Meredith has run a version of Senate Bill 56 every year since 2018. His first session was in 2017. He called his previous failed attempts to get the bill passed an “educational process” to help legislators understand the bill.

His case for passing the bill includes references to the importance and the plight of rural health care providers. He believes that reducing the number of Medicaid companies would bring them some financial relief, say that about 28 rural Kentucky hospitals are vulnerable to closure. Often, rural hospitals are major employers in rural communities and provide access to care that would not otherwise be easily accessible.

The legal foofaraw around the Medicaid contracts, in part, inspired Meredith to run the bill again in 2021, even after he told me he wouldn’t do so. In an October interview, he said there was a lack of interest from legislative leadership who he said “turned a deaf ear” on the matter.

He also said that the Medicaid lawsuits and the perceived expansion of bureaucracy with the sixth Medicaid company have Increased political buy-in for the bill, even while the General Assembly tackles other major pieces of legislation prompted by the coronavirus outbreak and the Beshear administration’s reaction to it.

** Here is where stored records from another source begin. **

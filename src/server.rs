// Copyright (c) 2024-2026 Martin Schröder <info@swedishembedded.com>
//
// SPDX-License-Identifier: Apache-2.0
//! HTTP server assembly: router, shared state, graceful shutdown.

use std::sync::Arc;

use axum::{
    extract::State,
    http::StatusCode,
    response::{IntoResponse, Json},
    routing::{get, post},
    Router,
};
use tower_http::{cors::CorsLayer, limit::RequestBodyLimitLayer, trace::TraceLayer};
use tracing::info;

use switchboard_core::Dispatcher;
use switchboard_config::Config;

/// Request bodies above this are rejected outright (images arrive
/// base64-inflated, so the ceiling is generous).
const MAX_BODY_BYTES: usize = 64 * 1024 * 1024;

#[derive(Clone)]
pub struct AppState {
    pub config: Arc<Config>,
    pub dispatcher: Arc<Dispatcher>,
}

pub fn router(state: AppState) -> Router {
    Router::new()
        .route("/v1/messages", post(crate::api::messages::handle))
        .route("/v1/messages/count_tokens", post(count_tokens))
        .route("/v1/chat/completions", post(crate::api::openai::handle))
        .route("/v1/models", get(crate::api::models::list))
        .route("/health", get(health))
        .layer(TraceLayer::new_for_http())
        .layer(CorsLayer::permissive())
        .layer(RequestBodyLimitLayer::new(MAX_BODY_BYTES))
        .with_state(state)
}

pub async fn serve(config: Arc<Config>, dispatcher: Arc<Dispatcher>) -> anyhow::Result<()> {
    let state = AppState { config: Arc::clone(&config), dispatcher: Arc::clone(&dispatcher) };
    let app = router(state);

    let listener = tokio::net::TcpListener::bind(&config.listen).await?;
    axum::serve(listener, app)
        .with_graceful_shutdown(shutdown_signal())
        .await?;

    info!("shutting down; flushing persisted state");
    dispatcher.pool.flush();
    dispatcher.signatures.flush();
    dispatcher.usage.flush();
    Ok(())
}

async fn shutdown_signal() {
    let _ = tokio::signal::ctrl_c().await;
}

/// Token counting is not implemented; the truncation heuristic does not
/// pretend to be a tokenizer.
async fn count_tokens() -> impl IntoResponse {
    (
        StatusCode::NOT_IMPLEMENTED,
        Json(serde_json::json!({
            "type": "error",
            "error": {
                "type": "not_implemented",
                "message": "token counting is not supported by this proxy"
            }
        })),
    )
}

async fn health(State(state): State<AppState>) -> impl IntoResponse {
    let accounts = state.dispatcher.pool.accounts();
    let usable = accounts.iter().filter(|a| a.enabled && !a.invalid).count();
    Json(serde_json::json!({
        "status": "ok",
        "accounts": accounts.len(),
        "accounts_available": usable,
        "sessions": state.dispatcher.sessions.len(),
    }))
}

The bill has been assigned to start its legislative journey in the Senate health and welfare committee, where Meredith is vice-chairman. He said the bill is slated to be heard in February.

“I think the Covid situation has actually kind of helped this bill and that [other legislators] recognize the challenges to hospitals, particularly rural hospitals, in trying to stay profitable, and literally survive, and that we can provide some kind of relief,” Meredith said.